MONGO_DB_NAME = os.environ.get("MONGO_DB_NAME")
MONGO_DB_UN   = os.environ.get("MONGO_DB_UN")
MONGO_DB_PW   = os.environ.get("MONGO_DB_PW")
MONGO_DB_HOST = os.environ.get("MONGO_DB_HOST")

#%sql SELECT relname, reltuples FROM pg_class WHERE relname IN (SELECT table_name FROM information_schema.tables WHERE table_schema = 'public') ORDER BY reltuples DESC

## Finding proven and time-tested sources seems unlikely because of URL shorteners

In [2]:
query = """
SELECT *
FROM (
    SELECT ted.domain,
           extract(year from t.timestamp) AS t_year,
           SUM(t.retweet_count) AS rt_cnt,
           SUM(t.favorite_count) AS fav_cnt,
           COUNT(ted.domain) AS cnt 
    FROM view_cve_referring_tweets_extracted_domains ted 
    JOIN cve_referring_tweets t 
    ON t.id = ted.tweet_id 
    WHERE character_length(ted.domain::varchar) > 6
    AND ted.domain <> 'web.nvd.nist.gov'
    AND ted.domain <> 'nvd.nist.gov'
    AND ted.domain <> 'dlvr.it'
    AND ted.domain <> 'twitter.com'
    GROUP BY ted.domain, t_year 
    ORDER BY t_year DESC, cnt ASC 
) a 
WHERE cnt > 150"""

df = pd.read_sql_query(query, connection)
df = df.sort_values(by=['domain'], ascending = False)

lyt = go.Layout(
    title='Twitter reference sources by year and frequency',
    autosize=False,
    height=1250,
    margin=go.Margin(
      l=175
    )
)

data = [
    {
        'x': df.t_year,
        'y': df.domain,
        'mode': 'markers',
        'marker': {
            'color': df.cnt,
            'size': 10,
            'showscale': True
        }
    }
]

fig = go.Figure(data = data, layout = lyt)
py.iplot(fig, filename='twitter-source-cwe-popularity-bubble-chart')

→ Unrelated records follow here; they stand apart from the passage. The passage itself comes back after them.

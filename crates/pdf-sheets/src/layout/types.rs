//! Layout data types for sheet imposition
//!
//! These types sit between the pairing rule and PDF rendering: a plan says
//! which pages go on which sheet, a placement says where the content lands.

use crate::constants::{DEFAULT_PAGE_DIMENSIONS, SHEET_HEIGHT_PT, SHEET_WIDTH_PT, in_to_pt};

/// A rectangular area in points
#[derive(Debug, Clone, Copy, PartialEq, Default)]
pub struct Rect {
    /// X position (left edge)
    pub x: f32,
    /// Y position (bottom edge)
    pub y: f32,
    /// Width
    pub width: f32,
    /// Height
    pub height: f32,
}

impl Rect {
    pub fn new(x: f32, y: f32, width: f32, height: f32) -> Self {
        Self {
            x,
            y,
            width,
            height,
        }
    }

    /// Right edge x coordinate
    pub fn right(&self) -> f32 {
        self.x + self.width
    }

    /// Top edge y coordinate
    pub fn top(&self) -> f32 {
        self.y + self.height
    }
}

/// The visible box of a source page (its MediaBox), in the page's own user space
#[derive(Debug, Clone, Copy, PartialEq)]
pub struct PageBox {
    pub llx: f32,
    pub lly: f32,
    pub urx: f32,
    pub ury: f32,
}

impl PageBox {
    /// Build a box from two corners in any order
    pub fn new(x0: f32, y0: f32, x1: f32, y1: f32) -> Self {
        Self {
            llx: x0.min(x1),
            lly: y0.min(y1),
            urx: x0.max(x1),
            ury: y0.max(y1),
        }
    }

    /// A box with its origin at (0, 0)
    pub fn sized(width: f32, height: f32) -> Self {
        Self::new(0.0, 0.0, width, height)
    }

    pub fn width(&self) -> f32 {
        self.urx - self.llx
    }

    pub fn height(&self) -> f32 {
        self.ury - self.lly
    }

    /// Zero-area boxes can't be scaled into a sheet
    pub fn is_degenerate(&self) -> bool {
        self.width() <= f32::EPSILON || self.height() <= f32::EPSILON
    }
}

impl Default for PageBox {
    fn default() -> Self {
        Self::sized(DEFAULT_PAGE_DIMENSIONS.0, DEFAULT_PAGE_DIMENSIONS.1)
    }
}

/// Size of one output sheet in points
#[derive(Debug, Clone, Copy, PartialEq)]
#[cfg_attr(feature = "serde", derive(serde::Serialize, serde::Deserialize))]
pub struct SheetGeometry {
    pub width_pt: f32,
    pub height_pt: f32,
}

impl Default for SheetGeometry {
    /// 17" × 11" landscape
    fn default() -> Self {
        Self {
            width_pt: SHEET_WIDTH_PT,
            height_pt: SHEET_HEIGHT_PT,
        }
    }
}

impl SheetGeometry {
    pub fn from_inches(width_in: f32, height_in: f32) -> Self {
        Self {
            width_pt: in_to_pt(width_in),
            height_pt: in_to_pt(height_in),
        }
    }

    /// Width of each of the two halves
    pub fn half_width_pt(&self) -> f32 {
        self.width_pt / 2.0
    }
}

/// One output sheet: which two source pages it carries, and its size
#[derive(Debug, Clone, Copy, PartialEq)]
pub struct SheetSpec {
    /// Source page index drawn on the left half
    pub left_page_index: usize,
    /// Source page index drawn on the right half
    pub right_page_index: usize,
    pub sheet_width_pt: f32,
    pub sheet_height_pt: f32,
}

impl SheetSpec {
    pub fn half_width_pt(&self) -> f32 {
        self.sheet_width_pt / 2.0
    }

    /// Area of the left half, at the sheet origin
    pub fn left_rect(&self) -> Rect {
        Rect::new(0.0, 0.0, self.half_width_pt(), self.sheet_height_pt)
    }

    /// Area of the right half, starting at the middle of the sheet
    pub fn right_rect(&self) -> Rect {
        Rect::new(
            self.half_width_pt(),
            0.0,
            self.half_width_pt(),
            self.sheet_height_pt,
        )
    }
}

/// Ordered list of output sheets for one conversion
#[derive(Debug, Clone, PartialEq)]
pub struct SheetPlan {
    /// Number of pages in the source document
    pub source_pages: usize,
    /// Sheets in output order
    pub sheets: Vec<SheetSpec>,
}

impl SheetPlan {
    pub fn len(&self) -> usize {
        self.sheets.len()
    }

    pub fn is_empty(&self) -> bool {
        self.sheets.is_empty()
    }

    pub fn iter(&self) -> std::slice::Iter<'_, SheetSpec> {
        self.sheets.iter()
    }
}

impl<'a> IntoIterator for &'a SheetPlan {
    type Item = &'a SheetSpec;
    type IntoIter = std::slice::Iter<'a, SheetSpec>;

    fn into_iter(self) -> Self::IntoIter {
        self.sheets.iter()
    }
}

/// Final placement of a source page on an output sheet
///
/// Holds the transformation matrix that maps the page's own coordinates
/// into the target half of the sheet.
#[derive(Debug, Clone, Copy, PartialEq)]
pub struct Placement {
    /// Area of the sheet reserved for this page; content is clipped to it
    pub target: Rect,
    pub scale_x: f32,
    pub scale_y: f32,
    pub translate_x: f32,
    pub translate_y: f32,
}
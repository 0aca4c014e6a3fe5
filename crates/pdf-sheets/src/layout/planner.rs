//! Sheet planning
//!
//! Turns a page count into the ordered list of output sheets. Planning is a
//! pure function of its inputs and runs before any PDF work, so a bad page
//! count is rejected without touching the document.

use crate::constants::PAGES_PER_SHEET;
use crate::options::ImposeOptions;
use crate::types::{Result, SheetError};

use super::{PairingRule, SheetGeometry, SheetPlan, SheetSpec};

/// Plan the output sheets for a document with `page_count` pages.
///
/// Enforces `options.required_pages` when set, then pairs pages with
/// `options.pairing` onto sheets of `options.sheet` size.
pub fn plan_sheets(page_count: usize, options: &ImposeOptions) -> Result<SheetPlan> {
    if let Some(expected) = options.required_pages {
        if page_count != expected {
            return Err(SheetError::InvalidPageCount {
                expected,
                found: page_count,
            });
        }
    }

    plan_sheets_with(page_count, &options.pairing, options.sheet)
}

/// Plan the output sheets using an arbitrary pairing rule.
///
/// Any non-zero even page count is accepted.
pub fn plan_sheets_with(
    page_count: usize,
    rule: &dyn PairingRule,
    sheet: SheetGeometry,
) -> Result<SheetPlan> {
    if page_count == 0 {
        return Err(SheetError::NoPages);
    }
    if page_count % PAGES_PER_SHEET != 0 {
        return Err(SheetError::UnpairablePageCount(page_count));
    }

    let sheets = (0..page_count / PAGES_PER_SHEET)
        .map(|index| {
            let (left, right) = rule.pair(index, page_count);
            if left == right || left >= page_count || right >= page_count {
                return Err(SheetError::Config(format!(
                    "Pairing rule placed pages ({}, {}) on sheet {} of a {}-page document",
                    left, right, index, page_count
                )));
            }
            Ok(SheetSpec {
                left_page_index: left,
                right_page_index: right,
                sheet_width_pt: sheet.width_pt,
                sheet_height_pt: sheet.height_pt,
            })
        })
        .collect::<Result<Vec<_>>>()?;

    log::debug!(
        "Planned {} sheets for {} pages: {:?}",
        sheets.len(),
        page_count,
        sheets
            .iter()
            .map(|s| (s.left_page_index, s.right_page_index))
            .collect::<Vec<_>>()
    );

    Ok(SheetPlan {
        source_pages: page_count,
        sheets,
    })
}
use anyhow::{Context, Result};
use pdf_sheets::ImposeOptions;
use pdf_sheets_server::{AppState, ConsoleLogger, ServerConfig, app};

#[tokio::main]
async fn main() -> Result<()> {
    let config = ServerConfig::from_env()?;
    ConsoleLogger::new(config.log_level).init()?;

    let options = match &config.options_path {
        Some(path) => ImposeOptions::load(path)
            .await
            .with_context(|| format!("Failed to load options from {}", path.display()))?,
        None => ImposeOptions::default(),
    };
    log::info!(
        "Pairing: {}, required pages: {:?}, scaling: {:?}",
        options.pairing,
        options.required_pages,
        options.scaling
    );
    match &config.debug_output {
        Some(path) => log::info!("Conversions are copied to {}", path.display()),
        None => log::info!("Debug copy disabled"),
    }

    let state = AppState::new(options, config.sink());
    let router = app(state, &config);

    let listener = tokio::net::TcpListener::bind(config.socket_addr())
        .await
        .with_context(|| format!("Failed to bind {}", config.socket_addr()))?;
    log::info!("Server running on http://localhost:{}", config.port);

    axum::serve(listener, router).await?;
    Ok(())
}
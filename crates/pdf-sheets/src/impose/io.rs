//! Document I/O operations for imposition

use crate::types::*;
use lopdf::Document;
use std::path::Path;

/// Load a single PDF document
pub async fn load_pdf(path: impl AsRef<Path>) -> Result<Document> {
    let path = path.as_ref().to_owned();
    let bytes = tokio::fs::read(&path).await?;
    load_pdf_bytes(bytes).await
}

/// Parse a PDF document from memory
pub async fn load_pdf_bytes(bytes: Vec<u8>) -> Result<Document> {
    let doc = tokio::task::spawn_blocking(move || Document::load_mem(&bytes)).await??;
    Ok(doc)
}

/// Save the imposed document
pub async fn save_pdf(doc: Document, path: impl AsRef<Path>) -> Result<()> {
    let path = path.as_ref().to_owned();
    let bytes = save_pdf_bytes(doc).await?;
    tokio::fs::write(&path, bytes).await?;
    Ok(())
}

/// Serialize the imposed document
pub async fn save_pdf_bytes(doc: Document) -> Result<Vec<u8>> {
    tokio::task::spawn_blocking(move || write_document(doc)).await?
}

pub(crate) fn write_document(mut doc: Document) -> Result<Vec<u8>> {
    let mut writer = Vec::new();
    doc.save_to(&mut writer)?;
    Ok(writer)
}
//! HTTP route handlers

use axum::body::Bytes;
use axum::extract::multipart::MultipartRejection;
use axum::extract::{Multipart, State};
use axum::http::header;
use axum::response::{IntoResponse, Response};
use pdf_sheets::constants::OUTPUT_FILE_NAME;
use std::sync::Arc;

use crate::error::ConvertError;
use crate::AppState;

/// Multipart field carrying the PDF
pub const UPLOAD_FIELD: &str = "pdfFile";

struct Upload {
    file_name: String,
    data: Bytes,
}

/// `POST /convert`: impose the uploaded PDF and return it as an attachment.
pub async fn convert(
    State(state): State<Arc<AppState>>,
    multipart: Result<Multipart, MultipartRejection>,
) -> Result<Response, ConvertError> {
    let upload = read_upload(multipart).await?;
    log::info!(
        "Uploaded file: {} ({} bytes)",
        upload.file_name,
        upload.data.len()
    );

    let pdf = Bytes::from(pdf_sheets::convert_bytes(upload.data.to_vec(), &state.options).await?);
    log::info!("Final PDF byte length: {}", pdf.len());

    persist(&state, pdf.clone()).await;

    Ok((
        [
            (header::CONTENT_TYPE, "application/pdf".to_string()),
            (
                header::CONTENT_DISPOSITION,
                format!("attachment; filename=\"{OUTPUT_FILE_NAME}\""),
            ),
        ],
        pdf,
    )
        .into_response())
}

/// Find the `pdfFile` field; anything else in the form is ignored.
async fn read_upload(
    multipart: Result<Multipart, MultipartRejection>,
) -> Result<Upload, ConvertError> {
    let mut multipart = multipart.map_err(|e| {
        log::debug!("Request is not a multipart upload: {}", e);
        ConvertError::NoFileProvided
    })?;

    loop {
        let field = match multipart.next_field().await {
            Ok(Some(field)) => field,
            Ok(None) => break,
            Err(e) => {
                return Err(ConvertError::Upload {
                    status: e.status(),
                    message: e.body_text(),
                });
            }
        };

        if field.name() != Some(UPLOAD_FIELD) {
            continue;
        }

        let file_name = field.file_name().unwrap_or("upload.pdf").to_string();
        let data = field.bytes().await.map_err(|e| ConvertError::Upload {
            status: e.status(),
            message: e.body_text(),
        })?;

        // An empty file input still submits the field
        if data.is_empty() {
            break;
        }
        return Ok(Upload { file_name, data });
    }

    log::info!("No file uploaded");
    Err(ConvertError::NoFileProvided)
}

async fn persist(state: &AppState, pdf: Bytes) {
    let sink = Arc::clone(&state.sink);
    match tokio::task::spawn_blocking(move || sink.persist(&pdf)).await {
        Ok(Ok(())) => {}
        Ok(Err(e)) => log::warn!("Failed to persist converted PDF: {}", e),
        Err(e) => log::warn!("Persist task failed: {}", e),
    }
}
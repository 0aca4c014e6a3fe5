//! Sheet rendering for imposition

use crate::layout::{SheetSpec, place_page};
use crate::types::*;
use lopdf::{Dictionary, Document, Object, ObjectId, Stream};

use super::xobject::{EmbedCache, create_page_xobject, page_box};

/// Render one output sheet into the output document.
///
/// The left page is drawn at the sheet origin, the right page at half the
/// sheet width. Returns the object ID of the new page, which is not yet
/// linked into the page tree's `Kids`.
pub fn render_sheet(
    output: &mut Document,
    source: &Document,
    source_page_ids: &[ObjectId],
    spec: &SheetSpec,
    scaling: ScalingMode,
    parent_pages_id: ObjectId,
    cache: &mut EmbedCache,
) -> Result<ObjectId> {
    let mut page_dict = Dictionary::new();
    page_dict.set("Type", Object::Name(b"Page".to_vec()));
    page_dict.set("Parent", Object::Reference(parent_pages_id));
    page_dict.set(
        "MediaBox",
        Object::Array(vec![
            Object::Integer(0),
            Object::Integer(0),
            Object::Real(spec.sheet_width_pt),
            Object::Real(spec.sheet_height_pt),
        ]),
    );

    let mut content_ops = String::new();
    let mut xobjects = Dictionary::new();

    let halves = [
        (spec.left_page_index, spec.left_rect()),
        (spec.right_page_index, spec.right_rect()),
    ];
    for (source_idx, target) in halves {
        let source_page_id = *source_page_ids
            .get(source_idx)
            .ok_or(SheetError::MissingPage(source_idx))?;

        let xobject_name = format!("P{}", source_idx);
        let xobject_id = create_page_xobject(output, source, source_page_id, cache)?;
        xobjects.set(xobject_name.clone(), Object::Reference(xobject_id));

        let placement = place_page(target, page_box(source, source_page_id), scaling);
        content_ops.push_str(&placement.draw_command(&xobject_name));
    }

    let mut resources = Dictionary::new();
    resources.set("XObject", Object::Dictionary(xobjects));

    let content_id = output.add_object(Stream::new(Dictionary::new(), content_ops.into_bytes()));

    page_dict.set("Contents", Object::Reference(content_id));
    page_dict.set("Resources", Object::Dictionary(resources));

    Ok(output.add_object(page_dict))
}
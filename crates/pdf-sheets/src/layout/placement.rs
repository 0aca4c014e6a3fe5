//! Content placement within a half sheet
//!
//! Computes the `cm` matrix that draws a source page's MediaBox into its
//! target rectangle, according to the scaling mode.

use crate::types::ScalingMode;

use super::{PageBox, Placement, Rect};

/// Calculate where and how large a source page is drawn inside `target`.
///
/// The MediaBox origin of the source is compensated, so pages whose box
/// doesn't start at (0, 0) still land inside the target.
pub fn place_page(target: Rect, source: PageBox, mode: ScalingMode) -> Placement {
    let source = if source.is_degenerate() {
        PageBox::default()
    } else {
        source
    };
    let (src_width, src_height) = (source.width(), source.height());

    let (scale_x, scale_y) = match mode {
        ScalingMode::Stretch => (target.width / src_width, target.height / src_height),
        ScalingMode::Fit => {
            let scale = (target.width / src_width).min(target.height / src_height);
            (scale, scale)
        }
        ScalingMode::None => (1.0, 1.0),
    };

    // Center whatever doesn't fill the target exactly
    let offset_x = (target.width - src_width * scale_x) / 2.0;
    let offset_y = (target.height - src_height * scale_y) / 2.0;

    Placement {
        target,
        scale_x,
        scale_y,
        translate_x: target.x + offset_x - source.llx * scale_x,
        translate_y: target.y + offset_y - source.lly * scale_y,
    }
}

impl Placement {
    /// Content stream operators that draw `xobject_name` clipped to the target
    pub fn draw_command(&self, xobject_name: &str) -> String {
        let t = &self.target;
        format!(
            "q {} {} {} {} re W n {} 0 0 {} {} {} cm /{} Do Q\n",
            t.x,
            t.y,
            t.width,
            t.height,
            self.scale_x,
            self.scale_y,
            self.translate_x,
            self.translate_y,
            xobject_name
        )
    }
}
//! Error capture
//!
//! Installs three independent listeners and turns each qualifying event into
//! an [`ErrorRecord`] that goes straight to the reporter:
//!
//! - script errors, on the page `error` channel in capture phase
//! - resource load failures, on the same channel, filtered by target element
//! - unhandled promise rejections
//!
//! Both `error` listeners see every event on that channel, so a load failure
//! on a `<link>`, `<script>` or `<img>` produces one `js` record and one
//! `resource` record.

use std::rc::Rc;

use tracing::debug;

use crate::platform::{Clock, ElementTag, ErrorEvent, EventSource, EventTarget, RejectionEvent};
use crate::reporter::Reporter;
use crate::types::{ErrorKind, ErrorRecord, ReportEnvelope};

/// Message used when a script error carries none
pub const DEFAULT_SCRIPT_MESSAGE: &str = "Script error";

/// Message used when a rejection reason has no message
pub const DEFAULT_REJECTION_MESSAGE: &str = "Unhandled promise rejection";

impl ErrorRecord {
    /// Record for a script error. Unknown location falls back to the page URL
    /// at line and column 0.
    pub fn script(event: &ErrorEvent, page_url: &str, timestamp: u64) -> Self {
        Self {
            message: event
                .message
                .clone()
                .filter(|m| !m.is_empty())
                .unwrap_or_else(|| DEFAULT_SCRIPT_MESSAGE.to_string()),
            filename: event
                .filename
                .clone()
                .filter(|f| !f.is_empty())
                .unwrap_or_else(|| page_url.to_string()),
            lineno: event.lineno.unwrap_or(0),
            colno: event.colno.unwrap_or(0),
            stack: event.stack.clone(),
            kind: ErrorKind::Script,
            timestamp,
        }
    }

    /// Record for a failed resource load, or `None` when the event target is
    /// not a stylesheet link, script or image element.
    pub fn resource(event: &ErrorEvent, timestamp: u64) -> Option<Self> {
        let EventTarget::Element { tag, url } = &event.target else {
            return None;
        };
        if matches!(tag, ElementTag::Other(_)) {
            return None;
        }
        let url = url.clone().unwrap_or_default();
        Some(Self {
            message: format!("Resource load error: {}", url),
            filename: url,
            lineno: 0,
            colno: 0,
            stack: None,
            kind: ErrorKind::Resource,
            timestamp,
        })
    }

    /// Record for an unhandled promise rejection
    pub fn rejection(event: &RejectionEvent, page_url: &str, timestamp: u64) -> Self {
        Self {
            message: event
                .message
                .clone()
                .filter(|m| !m.is_empty())
                .unwrap_or_else(|| DEFAULT_REJECTION_MESSAGE.to_string()),
            filename: page_url.to_string(),
            lineno: 0,
            colno: 0,
            stack: event.stack.clone(),
            kind: ErrorKind::PromiseRejection,
            timestamp,
        }
    }
}

pub struct ErrorCapture {
    reporter: Rc<Reporter>,
    events: Rc<dyn EventSource>,
    clock: Rc<dyn Clock>,
}

impl ErrorCapture {
    pub fn new(reporter: Rc<Reporter>, events: Rc<dyn EventSource>, clock: Rc<dyn Clock>) -> Self {
        Self {
            reporter,
            events,
            clock,
        }
    }

    /// Install all three listeners. A listener the host cannot provide is
    /// skipped; returns how many were installed.
    pub fn install(&self) -> usize {
        let mut installed = 0;

        let (reporter, events, clock) = self.handles();
        let script = self.events.on_error(
            true,
            Box::new(move |event: &ErrorEvent| {
                let record = ErrorRecord::script(event, &events.page_url(), clock.now_ms());
                debug!("Captured script error: {}", record.message);
                reporter.report(&ReportEnvelope::Error(record));
            }),
        );
        installed += self.tally("script error", script);

        let (reporter, _, clock) = self.handles();
        let resource = self.events.on_error(
            true,
            Box::new(move |event: &ErrorEvent| {
                if let Some(record) = ErrorRecord::resource(event, clock.now_ms()) {
                    debug!("Captured resource error: {}", record.filename);
                    reporter.report(&ReportEnvelope::Error(record));
                }
            }),
        );
        installed += self.tally("resource error", resource);

        let (reporter, events, clock) = self.handles();
        let rejection = self
            .events
            .on_unhandled_rejection(Box::new(move |event: &RejectionEvent| {
                let record = ErrorRecord::rejection(event, &events.page_url(), clock.now_ms());
                debug!("Captured unhandled rejection: {}", record.message);
                reporter.report(&ReportEnvelope::Error(record));
            }));
        installed += self.tally("unhandled rejection", rejection);

        installed
    }

    fn handles(&self) -> (Rc<Reporter>, Rc<dyn EventSource>, Rc<dyn Clock>) {
        (self.reporter.clone(), self.events.clone(), self.clock.clone())
    }

    fn tally(&self, listener: &str, result: crate::error::Result<()>) -> usize {
        match result {
            Ok(()) => 1,
            Err(e) => {
                debug!("Skipping {} listener: {}", listener, e);
                0
            }
        }
    }
}

#[cfg(test)]
mod tests {
    use super::*;
    use crate::testing::{
        FakeEventSource, FixedClock, RecordingTransport, TEST_ENDPOINT, TEST_NOW_MS, TEST_PAGE_URL,
    };
    use pretty_assertions::assert_eq;

    fn script_event() -> ErrorEvent {
        ErrorEvent {
            message: Some("Uncaught TypeError: a is undefined".to_string()),
            filename: Some("https://app.test/bundle.js".to_string()),
            lineno: Some(12),
            colno: Some(34),
            stack: Some("TypeError: a is undefined\n    at main".to_string()),
            target: EventTarget::Page,
        }
    }

    fn installed() -> (Rc<FakeEventSource>, Rc<RecordingTransport>) {
        let events = Rc::new(FakeEventSource::default());
        let transport = Rc::new(RecordingTransport::new());
        let reporter = Rc::new(Reporter::new(TEST_ENDPOINT, transport.clone()));
        let capture = ErrorCapture::new(reporter, events.clone(), Rc::new(FixedClock(TEST_NOW_MS)));
        assert_eq!(capture.install(), 3);
        (events, transport)
    }

    fn records(transport: &RecordingTransport) -> Vec<ErrorRecord> {
        transport
            .envelopes()
            .into_iter()
            .filter_map(|e| match e {
                ReportEnvelope::Error(r) => Some(r),
                _ => None,
            })
            .collect()
    }

    #[test]
    fn test_script_record_fields() {
        let record = ErrorRecord::script(&script_event(), TEST_PAGE_URL, 7);
        assert_eq!(
            record,
            ErrorRecord {
                message: "Uncaught TypeError: a is undefined".to_string(),
                filename: "https://app.test/bundle.js".to_string(),
                lineno: 12,
                colno: 34,
                stack: Some("TypeError: a is undefined\n    at main".to_string()),
                kind: ErrorKind::Script,
                timestamp: 7,
            }
        );
    }

    #[test]
    fn test_script_record_fallbacks() {
        let event = ErrorEvent {
            message: None,
            filename: None,
            lineno: None,
            colno: None,
            stack: None,
            target: EventTarget::Page,
        };
        let record = ErrorRecord::script(&event, TEST_PAGE_URL, 7);
        assert_eq!(record.message, DEFAULT_SCRIPT_MESSAGE);
        assert_eq!(record.filename, TEST_PAGE_URL);
        assert_eq!((record.lineno, record.colno), (0, 0));
        assert_eq!(record.stack, None);
    }

    #[test]
    fn test_resource_record_for_qualifying_elements() {
        for (tag, url) in [
            (ElementTag::Link, "https://cdn.test/site.css"),
            (ElementTag::Script, "https://cdn.test/lib.js"),
            (ElementTag::Img, "https://cdn.test/logo.png"),
        ] {
            let record = ErrorRecord::resource(&ErrorEvent::resource_failure(tag, url), 1).unwrap();
            assert_eq!(record.message, format!("Resource load error: {}", url));
            assert_eq!(record.filename, url);
            assert_eq!(record.kind, ErrorKind::Resource);
        }
    }

    #[test]
    fn test_resource_record_ignores_other_targets() {
        let video = ErrorEvent::resource_failure(ElementTag::from_tag_name("video"), "a.mp4");
        assert!(ErrorRecord::resource(&video, 1).is_none());
        assert!(ErrorRecord::resource(&script_event(), 1).is_none());
    }

    #[test]
    fn test_rejection_record() {
        let with_reason = RejectionEvent {
            message: Some("fetch failed".to_string()),
            stack: Some("Error: fetch failed".to_string()),
        };
        let record = ErrorRecord::rejection(&with_reason, TEST_PAGE_URL, 9);
        assert_eq!(record.message, "fetch failed");
        assert_eq!(record.filename, TEST_PAGE_URL);
        assert_eq!(record.kind, ErrorKind::PromiseRejection);
        assert_eq!(record.stack.as_deref(), Some("Error: fetch failed"));

        let bare = ErrorRecord::rejection(&RejectionEvent::default(), TEST_PAGE_URL, 9);
        assert_eq!(bare.message, DEFAULT_REJECTION_MESSAGE);
        assert_eq!(bare.stack, None);
    }

    #[test]
    fn test_listeners_use_capture_phase() {
        let (events, _) = installed();
        assert_eq!(events.error_listener_phases(), vec![true, true]);
        assert_eq!(events.rejection_listener_count(), 1);
    }

    #[test]
    fn test_script_error_reported_once() {
        let (events, transport) = installed();
        events.fire_error(&script_event());

        let records = records(&transport);
        assert_eq!(records.len(), 1);
        assert_eq!(records[0].kind, ErrorKind::Script);
        assert_eq!(records[0].timestamp, TEST_NOW_MS);
    }

    #[test]
    fn test_resource_failure_reported_twice() {
        let (events, transport) = installed();
        events.fire_error(&ErrorEvent::resource_failure(
            ElementTag::Script,
            "https://cdn.test/lib.js",
        ));

        let kinds: Vec<_> = records(&transport).iter().map(|r| r.kind).collect();
        assert_eq!(kinds, vec![ErrorKind::Script, ErrorKind::Resource]);
    }

    #[test]
    fn test_rejection_reported_once() {
        let (events, transport) = installed();
        events.fire_rejection(&RejectionEvent::default());

        let records = records(&transport);
        assert_eq!(records.len(), 1);
        assert_eq!(records[0].kind, ErrorKind::PromiseRejection);
    }

    #[test]
    fn test_missing_rejection_listener_skipped() {
        let events = Rc::new(FakeEventSource::default().without_rejections());
        let reporter = Rc::new(Reporter::new(TEST_ENDPOINT, Rc::new(RecordingTransport::new())));
        let capture = ErrorCapture::new(reporter, events.clone(), Rc::new(FixedClock(0)));

        assert_eq!(capture.install(), 2);
        assert_eq!(events.error_listener_count(), 2);
    }
}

## Picking a good source for specific CWE information is hard due to URL shorteners, too

In [3]:
query = """
SELECT *
FROM (
    SELECT ted.domain,
           cvecwe.cweid,
           COUNT(ted.domain) AS cnt 
    FROM view_cve_referring_tweets_extracted_domains ted 
    JOIN view_cve_referring_tweets_extracted_cves tec ON ted.tweet_id = tec.tweet_id 
    JOIN cve_cwe_classification cvecwe ON tec.cve = cvecwe.cveid
    
    WHERE character_length(ted.domain::varchar) > 6
    AND ted.domain <> 'web.nvd.nist.gov'
    AND ted.domain <> 'nvd.nist.gov'
    AND ted.domain <> 'dlvr.it'
    AND ted.domain <> 'twitter.com'
    
    GROUP BY ted.domain, cvecwe.cweid
    ORDER BY cnt ASC 
) a 
WHERE cnt > 150"""

df = pd.read_sql_query(query, connection)
df = df.sort_values(by=['domain'], ascending = False)

lyt = go.Layout(
    title='Twitter reference sources by CWE and frequency',
    autosize=False,
    height=750,
    margin=go.Margin(
      l=175
    )
)

data = [
    {
        'x': df.cweid,
        'y': df.domain,
        'mode': 'markers',
        'marker': {
            'color': df.cnt,
            'size': 10,
            'showscale': True
        }
    }
]

fig = go.Figure(data = data, layout = lyt)
py.iplot(fig, filename='twitter-source-cwe-bubble-chart')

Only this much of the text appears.